I’ll let you think about this conundrum over the weekend.

This is all far from over…

Review And Preview

Driven took the checkered flag in this weekend’s box office race, grossing $13.1M on 2,905 circuits. This represents Sylvester Stallone’s first visit to the top of the charts since Copland nearly four years ago. Bridget Jones’s Diary continued its surprising run, taking second place with $7.5M, while Robert Rodriguez’s Spy Kids continued to bring out the families, holding onto third place in its fifth week with $5.7M. Rounding out the top ten were Along Came A Spider ($5.7M), Crocodile Dundee in L.A. ($4.7M), Blow ($3.3M), Town and Country ($3.1M), The Forsaken ($3M), Joe Dirt ($2.7M) and One Night at McCool’s ($2.6M).

Lions Gate took home the top prize for limited releases, when their release of the Merchant/Ivory film The Golden Bowl (originally scheduled for release last Christmas by Miramax) brought in $96,000 from six theatres, for a robust $16,000 per screen average. Golden Bowl stars Nick Nolte, Anjelica Huston, Uma Thurman and Kate Beckinsale, and is based on the novel by Henry James.

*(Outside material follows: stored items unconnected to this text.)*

//! Case record parser: field extraction, form mapping and reporting.

use std::time::Instant;

use serde::Serialize;
use tracing::{debug, info};

use crate::laws::law_name_for_abbreviation;
use crate::models::config::ExtractionConfig;
use crate::models::record::{ExtractedFields, Field, FormData};

use super::{extract_fields_from_text, map_fields_to_form};

/// Result of parsing one occurrence report.
#[derive(Debug, Clone, PartialEq, Serialize)]
#[serde(rename_all = "camelCase")]
pub struct ExtractionResult {
    /// Raw field map, every key present.
    pub fields: ExtractedFields,
    /// Fields mapped onto the record form.
    pub form: FormData,
    /// Fields that could not be resolved.
    pub missing_fields: Vec<Field>,
    /// Processing time in milliseconds.
    pub processing_time_ms: u64,
}

/// Trait for occurrence report parsing.
pub trait RecordParser {
    /// Parse a report from its decoded text.
    fn parse(&self, text: &str) -> ExtractionResult;
}

/// Rule-based parser for police occurrence reports.
#[derive(Debug, Clone)]
pub struct CaseRecordParser {
    /// Replace a bare law abbreviation ("CP") with the law's name.
    expand_law_names: bool,
    /// Whether to list unresolved fields in the result.
    report_missing_fields: bool,
}

impl CaseRecordParser {
    /// Create a new parser with default settings.
    pub fn new() -> Self {
        Self {
            expand_law_names: false,
            report_missing_fields: true,
        }
    }

    /// Create a parser from the extraction section of the configuration.
    pub fn from_config(config: &ExtractionConfig) -> Self {
        Self::new()
            .with_law_name_expansion(config.expand_law_names)
            .with_missing_field_report(config.report_missing_fields)
    }

    /// Set law name expansion.
    pub fn with_law_name_expansion(mut self, expand: bool) -> Self {
        self.expand_law_names = expand;
        self
    }

    /// Set missing field reporting.
    pub fn with_missing_field_report(mut self, report: bool) -> Self {
        self.report_missing_fields = report;
        self
    }

    /// Extract the raw field map, applying the configured post-processing.
    pub fn extract_fields(&self, text: &str) -> ExtractedFields {
        let mut fields = extract_fields_from_text(text);

        if self.expand_law_names {
            if let Some(name) = fields.lei_infringida.as_deref().and_then(law_name_for_abbreviation) {
                debug!(name, "expanded law abbreviation");
                fields.lei_infringida = Some(name.to_string());
            }
        }

        fields
    }
}

impl Default for CaseRecordParser {
    fn default() -> Self {
        Self::new()
    }
}

impl RecordParser for CaseRecordParser {
    fn parse(&self, text: &str) -> ExtractionResult {
        let start = Instant::now();

        info!("Parsing occurrence report from {} characters of text", text.len());

        let fields = self.extract_fields(text);
        let form = map_fields_to_form(&fields);
        let missing_fields = if self.report_missing_fields {
            fields.missing()
        } else {
            Vec::new()
        };

        debug!(
            "Resolved {} of {} fields",
            Field::ALL.len() - fields.missing().len(),
            Field::ALL.len()
        );

        ExtractionResult {
            fields,
            form,
            missing_fields,
            processing_time_ms: start.elapsed().as_millis() as u64,
        }
    }
}

#[cfg(test)]
mod tests {
    use super::*;
    use crate::models::record::DocumentType;
    use pretty_assertions::assert_eq;

    const REPORT: &str = "POLÍCIA MILITAR DO DISTRITO FEDERAL
Ocorrência Genesis nº 123456/2024
Natureza(s): Posse de drogas para consumo pessoal - Art. 28 da Lei nº 11.343/06
Chegada local: 15/03/2024 às 14:30
Unidade: 6º BPM

Envolvidos:
Nome: João da Silva Santos
Condição: Autor
CPF: 123.456.789-01
RG: 2.345.678 SSP/DF

Objetos apreendidos:
Tipo: Substância entorpecente
Quantidade: 12 porções
Descrição: 12 porções de substância análoga à maconha, embaladas em plástico filme.
Valor estimado: R$ 120,00
Vinculado a: João da Silva Santos

Nº Procedimento: 0701234-56.2024.8.07.0001

Policial/Guarnição responsável pelo atendimento:
Nome: Carlos Alberto Pereira
Matrícula: 73.123-4
Posto/Grad.: 3º SGT
";

    #[test]
    fn test_parse_full_report() {
        let result = CaseRecordParser::new().parse(REPORT);
        let fields = &result.fields;

        assert_eq!(fields.cpf.as_deref(), Some("123.456.789-01"));
        assert_eq!(fields.rg.as_deref(), Some("2.345.678"));
        assert_eq!(fields.nome.as_deref(), Some("João da Silva Santos"));
        assert_eq!(fields.data_apreensao.as_deref(), Some("15/03/2024"));
        assert_eq!(fields.numero_genesis.as_deref(), Some("123456"));
        assert_eq!(fields.numero_pje.as_deref(), Some("0701234-56.2024.8.07.0001"));
        assert_eq!(fields.matricula.as_deref(), Some("73.123-4"));
        assert_eq!(fields.especie.as_deref(), Some("SUBSTÂNCIA"));
        assert_eq!(fields.artigo.as_deref(), Some("28"));
        assert_eq!(fields.quantidade.as_deref(), Some("12 porções"));
        assert_eq!(fields.item.as_deref(), Some("Substância entorpecente"));
        assert_eq!(
            fields.descricao.as_deref(),
            Some("12 porções de substância análoga à maconha, embaladas em plástico filme.")
        );
        assert_eq!(fields.lei_infringida.as_deref(), Some("Lei nº 11.343/06"));
        assert_eq!(fields.unidade.as_deref(), Some("6º BPM"));
        assert_eq!(fields.nome_policial.as_deref(), Some("Carlos Alberto Pereira"));
        assert_eq!(fields.graduacao.as_deref(), Some("3º Sargento"));

        assert!(result.missing_fields.is_empty());
        assert_eq!(result.form.tipo_documento, Some(DocumentType::Cpf));
        assert_eq!(result.form.nome_proprietario.as_deref(), Some("JOÃO DA SILVA SANTOS"));
        assert_eq!(result.form.graduacao.as_deref(), Some("3º Sargento"));
    }

    #[test]
    fn test_parse_empty_text() {
        let result = CaseRecordParser::default().parse("");
        assert!(result.fields.is_empty());
        assert!(result.form.is_empty());
        assert_eq!(result.missing_fields.len(), 16);
    }

    #[test]
    fn test_missing_field_report_disabled() {
        let result = CaseRecordParser::new()
            .with_missing_field_report(false)
            .parse("texto sem campos");
        assert!(result.missing_fields.is_empty());
    }

    #[test]
    fn test_law_name_expansion() {
        let text = "Natureza: Furto simples - Art. 155 do CP";
        let plain = CaseRecordParser::new().extract_fields(text);
        assert_eq!(plain.lei_infringida.as_deref(), Some("CP"));

        let expanded = CaseRecordParser::from_config(&ExtractionConfig {
            expand_law_names: true,
            ..Default::default()
        })
        .extract_fields(text);
        assert_eq!(expanded.lei_infringida.as_deref(), Some("Código Penal"));
    }

    #[test]
    fn test_result_serializes_camel_case() {
        let result = CaseRecordParser::new().parse("CPF: 123.456.789-01");
        let json = serde_json::to_value(&result).unwrap();

        assert_eq!(json["fields"]["cpf"], "123.456.789-01");
        assert_eq!(json["fields"]["rg"], serde_json::Value::Null);
        assert_eq!(json["form"]["numeroDocumento"], "123.456.789-01");
        assert!(json["missingFields"].as_array().unwrap().contains(&"rg".into()));
        assert!(json.get("processingTimeMs").is_some());
    }
}
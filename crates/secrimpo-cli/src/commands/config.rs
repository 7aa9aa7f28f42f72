//! Config command - manage configuration.

use std::fs;
use std::path::{Path, PathBuf};

use clap::{Args, Subcommand};
use console::style;

use secrimpo_core::SecrimpoConfig;

use super::default_config_path;

/// Arguments for the config command.
#[derive(Args)]
pub struct ConfigArgs {
    #[command(subcommand)]
    command: ConfigCommand,
}

#[derive(Subcommand)]
enum ConfigCommand {
    /// Show current configuration
    Show,

    /// Initialize a new configuration file
    Init(InitArgs),

    /// Get a specific configuration value
    Get {
        /// Configuration key (e.g., "extraction.expand_law_names")
        key: String,
    },

    /// Set a configuration value
    Set {
        /// Configuration key
        key: String,
        /// New value
        value: String,
    },

    /// Show configuration file path
    Path,
}

#[derive(Args)]
struct InitArgs {
    /// Output path for configuration file
    #[arg(short, long)]
    output: Option<PathBuf>,

    /// Overwrite existing file
    #[arg(long)]
    force: bool,
}

pub fn run(args: ConfigArgs, config_path: Option<&str>) -> anyhow::Result<()> {
    let config_path = config_path
        .map(PathBuf::from)
        .unwrap_or_else(default_config_path);

    match args.command {
        ConfigCommand::Show => show_config(&config_path),
        ConfigCommand::Init(init_args) => init_config(init_args, config_path),
        ConfigCommand::Get { key } => get_config(&config_path, &key),
        ConfigCommand::Set { key, value } => set_config(&config_path, &key, &value),
        ConfigCommand::Path => show_path(&config_path),
    }
}

fn load_or_default(config_path: &Path) -> anyhow::Result<SecrimpoConfig> {
    if config_path.exists() {
        Ok(SecrimpoConfig::from_file(config_path)?)
    } else {
        Ok(SecrimpoConfig::default())
    }
}

fn show_config(config_path: &Path) -> anyhow::Result<()> {
    if !config_path.exists() {
        eprintln!(
            "{} No config file found, showing defaults.",
            style("ℹ").blue()
        );
    }

    let config = load_or_default(config_path)?;
    println!("{}", serde_json::to_string_pretty(&config)?);

    Ok(())
}

fn init_config(args: InitArgs, config_path: PathBuf) -> anyhow::Result<()> {
    let output_path = args.output.unwrap_or(config_path);

    if output_path.exists() && !args.force {
        anyhow::bail!(
            "Config file already exists at {}. Use --force to overwrite.",
            output_path.display()
        );
    }

    if let Some(parent) = output_path.parent() {
        fs::create_dir_all(parent)?;
    }

    SecrimpoConfig::default().save(&output_path)?;

    println!(
        "{} Created configuration file at {}",
        style("✓").green(),
        output_path.display()
    );

    Ok(())
}

fn get_config(config_path: &Path, key: &str) -> anyhow::Result<()> {
    let config = load_or_default(config_path)?;
    let json = serde_json::to_value(&config)?;

    let mut current = &json;
    for part in key.split('.') {
        current = current
            .get(part)
            .ok_or_else(|| anyhow::anyhow!("Configuration key not found: {}", key))?;
    }

    println!("{}", serde_json::to_string_pretty(current)?);

    Ok(())
}

fn set_config(config_path: &Path, key: &str, value: &str) -> anyhow::Result<()> {
    let config = load_or_default(config_path)?;

    let parsed_value: serde_json::Value = serde_json::from_str(value)
        .unwrap_or_else(|_| serde_json::Value::String(value.to_string()));

    let mut json = serde_json::to_value(&config)?;

    let parts: Vec<&str> = key.split('.').collect();
    let (last, parents) = parts
        .split_last()
        .ok_or_else(|| anyhow::anyhow!("Empty configuration key"))?;

    let mut current = &mut json;
    for part in parents {
        current = current
            .get_mut(*part)
            .ok_or_else(|| anyhow::anyhow!("Configuration path not found: {}", key))?;
    }

    match current.as_object_mut() {
        Some(obj) if obj.contains_key(*last) => {
            obj.insert((*last).to_string(), parsed_value.clone());
        }
        Some(_) => anyhow::bail!("Configuration key not found: {}", key),
        None => anyhow::bail!("Cannot set value at non-object path"),
    }

    let config: SecrimpoConfig = serde_json::from_value(json)
        .map_err(|e| anyhow::anyhow!("Invalid value for {}: {}", key, e))?;

    if let Some(parent) = config_path.parent() {
        fs::create_dir_all(parent)?;
    }
    config.save(config_path)?;

    println!(
        "{} Set {} = {}",
        style("✓").green(),
        key,
        serde_json::to_string(&parsed_value)?
    );

    Ok(())
}

fn show_path(config_path: &Path) -> anyhow::Result<()> {
    println!("Configuration file: {}", config_path.display());

    if config_path.exists() {
        println!("Status: {}", style("exists").green());
    } else {
        println!("Status: {}", style("not created").yellow());
        println!();
        println!("Run 'secrimpo config init' to create a configuration file.");
    }

    Ok(())
}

Miramax sent With A Friend Like Harry into nine additional theatres this weekend and saw returns of $88,000, bringing its North American cume to $380,000. Newmarket added 56 runs to Memento, bringing it to 326 screens. Another $1.3M was added, for a seven week total of $7.1M. Wayne Wang’s controversial unrated film The Center of the World added just one screen and saw its box office fall 17%. On eight screens, only $56,000 worth of tickets were sold, taking its total to just $160,000.

This coming weekend sees the unofficial start of the summer box office season with the release of The Mummy Returns. Insiders are anticipating a $50M opening on its 3300 screens.

There are a number of limited releases scheduled to go against Brendan Fraser’s new adventure, the only one of note being Willem Dafoe’s latest, The Pavilion of Women, the first major Chinese film to be made with an American star, opening on eight screens.

Tsui Hark, who saw Sony start a limited rerelease of his 1991 film Once Upon A Time In China this past weekend, will see Sony release his latest Hong Kong actioner Time and Tide on two screens.

Walt Disney’s great nephew Tim Disney will have his directing debut A Question of Faith, which tells the story of a monk whose mental and physical realities are altered after an encounter with the Archangel Gabriel, released into an as yet unspecified number of screens through First Look.

Terry Kinney, co-founder of the Steppenwolf Theatre along with John Malkovich and Gary Sinese and best remembered for his stint as Cell Block 5 Unit Manager Tim McManus on Oz, stars in The Young Girl and the Monsoon, where he plays a photojournalist about to turn 40 who must take of his 13 year old daughter when his ex-wife remarries and goes on an extended honeymoon.

The Shooting Gallery continues their film series with the Japanese import Eureka, a three hour and thirty seven minute examination of the lives of the only three survivors of a busnapping gone wrong.